> **Items from a data source**
//! The inference extension point.
//!
//! An inference contribution names a target interpreter class, a capability
//! level, and schema/configuration objects read from a sub-manifest. At
//! `Initialized` the registry locates a matching [`Interpreter`] provider
//! through the plugin locator and validates the spec against it; the bound
//! interpreter handle is released again at `Finished`.
//!
//! The concrete interpreters themselves (session creation, tensor
//! execution) live outside the kernel; [`Interpreter`] is only their
//! boundary.

use std::any::Any;
use std::path::Path;
use std::sync::Arc;

use parking_lot::Mutex;
use serde::Deserialize;
use serde_json::Value;

use vox_plugin::{PluginLocator, Provider};

use crate::error::{Error, Result};
use crate::extension::{ExtensionSpec, ExtensionState, SpecHeader};
use crate::registry::{ExtensionRegistry, fragment};

/// Interface id interpreter providers register under in the plugin locator.
pub const INTERPRETER_IID: &str = "vox.InferenceInterpreter";

/// Manifest key of the inference section.
pub const INFERENCE_SPEC_KEY: &str = "inferences";

/// Boundary of a concrete inference interpreter.
pub trait Interpreter: Send + Sync {
    /// The class name inference specs select this interpreter by.
    fn class_name(&self) -> &str;

    /// Highest capability level this interpreter implements.
    fn level(&self) -> u32;

    /// Validate a parsed spec's schema and configuration. The message is
    /// reported to the caller as an `InvalidFormat` error.
    fn validate_spec(&self, spec: &InferenceSpec) -> std::result::Result<(), String>;
}

/// Adapter registering an [`Interpreter`] as a locator provider.
pub struct InterpreterPlugin {
    interpreter: Arc<dyn Interpreter>,
}

impl InterpreterPlugin {
    pub fn new(interpreter: Arc<dyn Interpreter>) -> Self {
        Self { interpreter }
    }

    pub fn interpreter(&self) -> &Arc<dyn Interpreter> {
        &self.interpreter
    }
}

impl Provider for InterpreterPlugin {
    fn interface(&self) -> &str {
        INTERPRETER_IID
    }

    fn key(&self) -> &str {
        self.interpreter.class_name()
    }

    fn as_any(&self) -> &dyn Any {
        self
    }
}

/// Serde shape of the inference sub-manifest.
#[derive(Debug, Deserialize)]
struct InferenceSubManifest {
    name: String,
    level: u32,
    #[serde(default)]
    schema: Value,
    #[serde(default)]
    configuration: Value,
}

/// One inference contribution.
pub struct InferenceSpec {
    header: SpecHeader,
    class: String,
    name: String,
    level: u32,
    schema: Value,
    configuration: Value,
    /// Bound at `Initialized`, released at `Finished`/`Deleted`.
    interpreter: Mutex<Option<Arc<dyn Interpreter>>>,
}

impl InferenceSpec {
    /// The interpreter class name this spec targets.
    pub fn class(&self) -> &str {
        &self.class
    }

    pub fn name(&self) -> &str {
        &self.name
    }

    /// Declared capability level, always ≥ 1.
    pub fn level(&self) -> u32 {
        self.level
    }

    pub fn schema(&self) -> &Value {
        &self.schema
    }

    pub fn configuration(&self) -> &Value {
        &self.configuration
    }

    /// The interpreter bound during activation, while the spec is between
    /// `Initialized` and `Finished`.
    pub fn interpreter(&self) -> Option<Arc<dyn Interpreter>> {
        self.interpreter.lock().clone()
    }
}

impl ExtensionSpec for InferenceSpec {
    fn header(&self) -> &SpecHeader {
        &self.header
    }

    fn as_any(&self) -> &dyn Any {
        self
    }
}

/// Registry of the `inferences` extension point.
pub struct InferenceRegistry {
    locator: Arc<PluginLocator>,
}

impl InferenceRegistry {
    pub fn new(locator: Arc<PluginLocator>) -> Self {
        Self { locator }
    }

    fn downcast<'a>(&self, spec: &'a Arc<dyn ExtensionSpec>) -> Result<&'a InferenceSpec> {
        spec.as_any()
            .downcast_ref::<InferenceSpec>()
            .ok_or_else(|| Error::invalid_format("spec was not parsed by the inference registry"))
    }

    fn bind_interpreter(&self, spec: &InferenceSpec) -> Result<()> {
        let provider = self
            .locator
            .plugin(INTERPRETER_IID, spec.class())
            .ok_or_else(|| {
                Error::FeatureNotSupported(format!(
                    "no interpreter registered for class '{}'",
                    spec.class()
                ))
            })?;
        let plugin = provider
            .as_any()
            .downcast_ref::<InterpreterPlugin>()
            .ok_or_else(|| {
                Error::FeatureNotSupported(format!(
                    "provider for class '{}' is not an interpreter",
                    spec.class()
                ))
            })?;
        let interpreter = plugin.interpreter().clone();

        if interpreter.level() < spec.level() {
            return Err(Error::FeatureNotSupported(format!(
                "interpreter '{}' implements level {}, spec requires {}",
                spec.class(),
                interpreter.level(),
                spec.level()
            )));
        }
        interpreter
            .validate_spec(spec)
            .map_err(Error::InvalidFormat)?;

        *spec.interpreter.lock() = Some(interpreter);
        Ok(())
    }
}

impl ExtensionRegistry for InferenceRegistry {
    fn spec_key(&self) -> &'static str {
        INFERENCE_SPEC_KEY
    }

    fn parse_spec(&self, base_dir: &Path, value: &Value) -> Result<Arc<dyn ExtensionSpec>> {
        let object = fragment::as_object(value, "inference fragment")?;
        let id = fragment::require_str(object, "id", "inference fragment")?;
        let class = fragment::require_str(object, "class", "inference fragment")?;
        let rel_path = fragment::require_str(object, "path", "inference fragment")?;

        let sub_path = base_dir.join(rel_path);
        let bytes =
            std::fs::read(&sub_path).map_err(|_| Error::FileNotFound(sub_path.clone()))?;
        let sub: InferenceSubManifest = serde_json::from_slice(&bytes).map_err(|e| {
            Error::invalid_format(format!("{}: {e}", sub_path.display()))
        })?;

        if sub.name.is_empty() {
            return Err(Error::invalid_format(format!(
                "{}: 'name' must be a non-empty string",
                sub_path.display()
            )));
        }
        if sub.level < 1 {
            return Err(Error::invalid_format(format!(
                "{}: 'level' must be at least 1",
                sub_path.display()
            )));
        }

        Ok(Arc::new(InferenceSpec {
            header: SpecHeader::new(INFERENCE_SPEC_KEY, id),
            class: class.to_string(),
            name: sub.name,
            level: sub.level,
            schema: sub.schema,
            configuration: sub.configuration,
            interpreter: Mutex::new(None),
        }))
    }

    fn load_spec(&self, spec: &Arc<dyn ExtensionSpec>, target: ExtensionState) -> Result<()> {
        let inference = self.downcast(spec)?;
        if !inference.header.check_advance(target)? {
            return Ok(());
        }
        match target {
            ExtensionState::Initialized => self.bind_interpreter(inference)?,
            ExtensionState::Ready => {}
            ExtensionState::Finished | ExtensionState::Deleted => {
                inference.interpreter.lock().take();
            }
            ExtensionState::Invalid => unreachable!("rejected by check_advance"),
        }
        inference.header.set_state(target);
        Ok(())
    }
}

> **Work request**
Output all of the entries without altering a single word.

> **Final answer**
//! The inference extension point.
//!
//! An inference contribution names a target interpreter class, a capability
//! level, and schema/configuration objects read from a sub-manifest. At
//! `Initialized` the registry locates a matching [`Interpreter`] provider
//! through the plugin locator and validates the spec against it; the bound
//! interpreter handle is released again at `Finished`.
//!
//! The concrete interpreters themselves (session creation, tensor
//! execution) live outside the kernel; [`Interpreter`] is only their
//! boundary.

use std::any::Any;
use std::path::Path;
use std::sync::Arc;

use parking_lot::Mutex;
use serde::Deserialize;
use serde_json::Value;

use vox_plugin::{PluginLocator, Provider};

use crate::error::{Error, Result};
use crate::extension::{ExtensionSpec, ExtensionState, SpecHeader};
use crate::registry::{ExtensionRegistry, fragment};

/// Interface id interpreter providers register under in the plugin locator.
pub const INTERPRETER_IID: &str = "vox.InferenceInterpreter";

/// Manifest key of the inference section.
pub const INFERENCE_SPEC_KEY: &str = "inferences";

/// Boundary of a concrete inference interpreter.
pub trait Interpreter: Send + Sync {
    /// The class name inference specs select this interpreter by.
    fn class_name(&self) -> &str;

    /// Highest capability level this interpreter implements.
    fn level(&self) -> u32;

    /// Validate a parsed spec's schema and configuration. The message is
    /// reported to the caller as an `InvalidFormat` error.
    fn validate_spec(&self, spec: &InferenceSpec) -> std::result::Result<(), String>;
}

/// Adapter registering an [`Interpreter`] as a locator provider.
pub struct InterpreterPlugin {
    interpreter: Arc<dyn Interpreter>,
}

impl InterpreterPlugin {
    pub fn new(interpreter: Arc<dyn Interpreter>) -> Self {
        Self { interpreter }
    }

    pub fn interpreter(&self) -> &Arc<dyn Interpreter> {
        &self.interpreter
    }
}

impl Provider for InterpreterPlugin {
    fn interface(&self) -> &str {
        INTERPRETER_IID
    }

    fn key(&self) -> &str {
        self.interpreter.class_name()
    }

    fn as_any(&self) -> &dyn Any {
        self
    }
}

/// Serde shape of the inference sub-manifest.
#[derive(Debug, Deserialize)]
struct InferenceSubManifest {
    name: String,
    level: u32,
    #[serde(default)]
    schema: Value,
    #[serde(default)]
    configuration: Value,
}

/// One inference contribution.
pub struct InferenceSpec {
    header: SpecHeader,
    class: String,
    name: String,
    level: u32,
    schema: Value,
    configuration: Value,
    /// Bound at `Initialized`, released at `Finished`/`Deleted`.
    interpreter: Mutex<Option<Arc<dyn Interpreter>>>,
}

impl InferenceSpec {
    /// The interpreter class name this spec targets.
    pub fn class(&self) -> &str {
        &self.class
    }

    pub fn name(&self) -> &str {
        &self.name
    }

    /// Declared capability level, always ≥ 1.
    pub fn level(&self) -> u32 {
        self.level
    }

    pub fn schema(&self) -> &Value {
        &self.schema
    }

    pub fn configuration(&self) -> &Value {
        &self.configuration
    }

    /// The interpreter bound during activation, while the spec is between
    /// `Initialized` and `Finished`.
    pub fn interpreter(&self) -> Option<Arc<dyn Interpreter>> {
        self.interpreter.lock().clone()
    }
}

impl ExtensionSpec for InferenceSpec {
    fn header(&self) -> &SpecHeader {
        &self.header
    }

    fn as_any(&self) -> &dyn Any {
        self
    }
}

/// Registry of the `inferences` extension point.
pub struct InferenceRegistry {
    locator: Arc<PluginLocator>,
}

impl InferenceRegistry {
    pub fn new(locator: Arc<PluginLocator>) -> Self {
        Self { locator }
    }

    fn downcast<'a>(&self, spec: &'a Arc<dyn ExtensionSpec>) -> Result<&'a InferenceSpec> {
        spec.as_any()
            .downcast_ref::<InferenceSpec>()
            .ok_or_else(|| Error::invalid_format("spec was not parsed by the inference registry"))
    }

    fn bind_interpreter(&self, spec: &InferenceSpec) -> Result<()> {
        let provider = self
            .locator
            .plugin(INTERPRETER_IID, spec.class())
            .ok_or_else(|| {
                Error::FeatureNotSupported(format!(
                    "no interpreter registered for class '{}'",
                    spec.class()
                ))
            })?;
        let plugin = provider
            .as_any()
            .downcast_ref::<InterpreterPlugin>()
            .ok_or_else(|| {
                Error::FeatureNotSupported(format!(
                    "provider for class '{}' is not an interpreter",
                    spec.class()
                ))
            })?;
        let interpreter = plugin.interpreter().clone();

        if interpreter.level() < spec.level() {
            return Err(Error::FeatureNotSupported(format!(
                "interpreter '{}' implements level {}, spec requires {}",
                spec.class(),
                interpreter.level(),
                spec.level()
            )));
        }
        interpreter
            .validate_spec(spec)
            .map_err(Error::InvalidFormat)?;

        *spec.interpreter.lock() = Some(interpreter);
        Ok(())
    }
}

impl ExtensionRegistry for InferenceRegistry {
    fn spec_key(&self) -> &'static str {
        INFERENCE_SPEC_KEY
    }

    fn parse_spec(&self, base_dir: &Path, value: &Value) -> Result<Arc<dyn ExtensionSpec>> {
        let object = fragment::as_object(value, "inference fragment")?;
        let id = fragment::require_str(object, "id", "inference fragment")?;
        let class = fragment::require_str(object, "class", "inference fragment")?;
        let rel_path = fragment::require_str(object, "path", "inference fragment")?;

        let sub_path = base_dir.join(rel_path);
        let bytes =
            std::fs::read(&sub_path).map_err(|_| Error::FileNotFound(sub_path.clone()))?;
        let sub: InferenceSubManifest = serde_json::from_slice(&bytes).map_err(|e| {
            Error::invalid_format(format!("{}: {e}", sub_path.display()))
        })?;

        if sub.name.is_empty() {
            return Err(Error::invalid_format(format!(
                "{}: 'name' must be a non-empty string",
                sub_path.display()
            )));
        }
        if sub.level < 1 {
            return Err(Error::invalid_format(format!(
                "{}: 'level' must be at least 1",
                sub_path.display()
            )));
        }

        Ok(Arc::new(InferenceSpec {
            header: SpecHeader::new(INFERENCE_SPEC_KEY, id),
            class: class.to_string(),
            name: sub.name,
            level: sub.level,
            schema: sub.schema,
            configuration: sub.configuration,
            interpreter: Mutex::new(None),
        }))
    }

    fn load_spec(&self, spec: &Arc<dyn ExtensionSpec>, target: ExtensionState) -> Result<()> {
        let inference = self.downcast(spec)?;
        if !inference.header.check_advance(target)? {
            return Ok(());
        }
        match target {
            ExtensionState::Initialized => self.bind_interpreter(inference)?,
            ExtensionState::Ready => {}
            ExtensionState::Finished | ExtensionState::Deleted => {
                inference.interpreter.lock().take();
            }
            ExtensionState::Invalid => unreachable!("rejected by check_advance"),
        }
        inference.header.set_state(target);
        Ok(())
    }
}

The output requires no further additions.